26. Jessie Ware – Say You Love Me
Jessie Ware called in the big guns for help on Tough Love and you couldn’t go much bigger than having Ed Sheeran co-write “Say You Love Me”. Ware unleashed her full vocal range as she beautifully outlined her hopes of mutual admiration. Bonus points for the dramatic effect of the choir to close the song.
25. Taylor Swift – Shake It Off
The best way to explain my trepidation of including a Taylor Swift on this list is probably my wife’s response when I asked how hard I’d be judged. “eh. You always tell me Pop music shouldn’t have any bad stigma with it, it’s called Popular because it sounds good to a lot of people. So what I’m saying is ‘haters gonna hate hate hate hate hate’”. There you have it.
24. FKA twigs – Two Weeks
The confidence FKA twigs exhibited in attempt to woo a spoken-for man on “Two Weeks” isn’t something heard often in R&B, but then again she doesn’t give a damn about R&B. Her direct approach was nearly as jarring as the schizophrenic soundscape and demanded listener attention.

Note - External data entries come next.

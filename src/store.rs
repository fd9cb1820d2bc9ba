// SPDX-License-Identifier: AGPL-3.0-or-later
// SPDX-FileCopyrightText: 2025 Jonathan D.A. Jewell
//! Record store - the registry's persistent records, keyed by url
//!
//! `members.toml` is the human-editable source of truth and keeps records in
//! insertion order. `members.json` is a canonical snapshot rebuilt by
//! [`RecordStore::recompile`].

use crate::error::StoreError;
use crate::types::{Record, TestResult, Tier};
use serde::{Deserialize, Serialize};
use std::fs;
use std::path::{Path, PathBuf};
use tracing::debug;

/// Source-of-truth file name inside the resources directory
pub const SOURCE_FILE: &str = "members.toml";
/// Snapshot file name inside the resources directory
pub const SNAPSHOT_FILE: &str = "members.json";

/// A single field change applied by [`RecordStore::update`]
#[derive(Debug, Clone, Copy, PartialEq, Eq)]
pub enum FieldChange {
    /// Set the star count
    Stars(u64),
    /// Move the record to another tier
    Tier(Tier),
}

impl FieldChange {
    fn apply(self, record: &mut Record) {
        match self {
            Self::Stars(stars) => record.stars = Some(stars),
            Self::Tier(tier) => record.tier = tier,
        }
    }
}

/// Persistence contract for registry records
pub trait RecordStore {
    /// All records in insertion order
    fn read_all(&self) -> Result<Vec<Record>, StoreError>;

    /// Insert a record, replacing any record with the same url in place
    fn write(&mut self, record: Record) -> Result<(), StoreError>;

    /// Apply field changes to the record with this url.
    ///
    /// # Errors
    ///
    /// Returns [`StoreError::UnknownRecord`] when no record has the url.
    fn update(&mut self, url: &str, changes: &[FieldChange]) -> Result<(), StoreError>;

    /// Append a test result to the record with this url.
    ///
    /// # Errors
    ///
    /// Returns [`StoreError::UnknownRecord`] when no record has the url.
    fn append_test_result(&mut self, url: &str, result: TestResult) -> Result<(), StoreError>;

    /// Rebuild the canonical snapshot from the source of truth
    fn recompile(&self) -> Result<(), StoreError>;
}

/// On-disk layout of `members.toml`
#[derive(Debug, Default, Serialize, Deserialize)]
struct MembersFile {
    #[serde(default)]
    members: Vec<Record>,
}

/// File-backed store rooted at a resources directory
#[derive(Debug)]
pub struct FileStore {
    dir: PathBuf,
    records: Vec<Record>,
}

impl FileStore {
    /// Open the store in `dir`. A missing source file is an empty registry.
    pub fn open(dir: &Path) -> Result<Self, StoreError> {
        let source_path = dir.join(SOURCE_FILE);

        let file: MembersFile = if source_path.exists() {
            let content = fs::read_to_string(&source_path).map_err(|source| StoreError::Io {
                path: source_path.clone(),
                source,
            })?;
            toml::from_str(&content).map_err(|source| StoreError::Decode {
                path: source_path.clone(),
                source,
            })?
        } else {
            MembersFile::default()
        };

        debug!("Loaded {} records from {}", file.members.len(), source_path.display());

        Ok(Self {
            dir: dir.to_path_buf(),
            records: file.members,
        })
    }

    /// Resources directory this store lives in
    #[must_use]
    pub fn dir(&self) -> &Path {
        &self.dir
    }

    /// Get a record by url
    #[must_use]
    pub fn get(&self, url: &str) -> Option<&Record> {
        self.records.iter().find(|r| r.url == url)
    }

    /// Number of records
    #[must_use]
    pub fn len(&self) -> usize {
        self.records.len()
    }

    /// True when the registry has no records
    #[must_use]
    pub fn is_empty(&self) -> bool {
        self.records.is_empty()
    }

    fn get_mut(&mut self, url: &str) -> Result<&mut Record, StoreError> {
        self.records
            .iter_mut()
            .find(|r| r.url == url)
            .ok_or_else(|| StoreError::UnknownRecord(url.to_string()))
    }

    fn save(&self) -> Result<(), StoreError> {
        fs::create_dir_all(&self.dir).map_err(|source| StoreError::Io {
            path: self.dir.clone(),
            source,
        })?;

        let source_path = self.dir.join(SOURCE_FILE);
        let file = MembersFile {
            members: self.records.clone(),
        };
        let content = toml::to_string_pretty(&file)?;
        write_file(&source_path, &content)
    }
}

impl RecordStore for FileStore {
    fn read_all(&self) -> Result<Vec<Record>, StoreError> {
        Ok(self.records.clone())
    }

    fn write(&mut self, record: Record) -> Result<(), StoreError> {
        if let Some(existing) = self.records.iter_mut().find(|r| r.url == record.url) {
            *existing = record;
        } else {
            self.records.push(record);
        }
        self.save()
    }

    fn update(&mut self, url: &str, changes: &[FieldChange]) -> Result<(), StoreError> {
        let record = self.get_mut(url)?;
        for change in changes {
            change.apply(record);
        }
        self.save()
    }

    fn append_test_result(&mut self, url: &str, result: TestResult) -> Result<(), StoreError> {
        self.get_mut(url)?.tests_results.push(result);
        self.save()
    }

    fn recompile(&self) -> Result<(), StoreError> {
        let mut records: Vec<&Record> = self.records.iter().collect();
        records.sort_by(|a, b| a.tier.cmp(&b.tier).then_with(|| a.url.cmp(&b.url)));

        fs::create_dir_all(&self.dir).map_err(|source| StoreError::Io {
            path: self.dir.clone(),
            source,
        })?;
        let snapshot_path = self.dir.join(SNAPSHOT_FILE);
        let mut content = serde_json::to_string_pretty(&records)?;
        content.push('\n');
        write_file(&snapshot_path, &content)
    }
}

fn write_file(path: &Path, content: &str) -> Result<(), StoreError> {
    fs::write(path, content).map_err(|source| StoreError::Io {
        path: path.to_path_buf(),
        source,
    })
}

23. Milky Chance – Stolen Dance
Newcomer Milky Chance had a worldwide hit on his hands with “Stolen Dance” and its easy to see why. The tale of a lost love (or addiction, depending on your interpretation) scintillates with fluttering string work, hand claps, and an addictive melody.
22. Sturgill Simpson – Turtles All The Way Down
Sturgill Simpson’s vocals sound like they were from country & western’s (that’s right, western) yesteryear, but the subjects of “Turtles All The Way Down” weren’t typical of the genre, past or present. The astral opus was a hallucinogenic trip through Simpson’s battle with religion, but also a perfect commentary from a drugged out musician.
21. Sam Smith – I’m Not The Only One
Sam Smith’s 4th single from In The Lonely Hour portrayed the narrator in a simple and popular position of heartbroken, but Smith’s passionate vocals lent him to this story-line better than most. The piano-heavy cut was perfect for Smith’s “down on my luck” predicament, but bridge has ramped up the production’s beauty with a grand epiphany.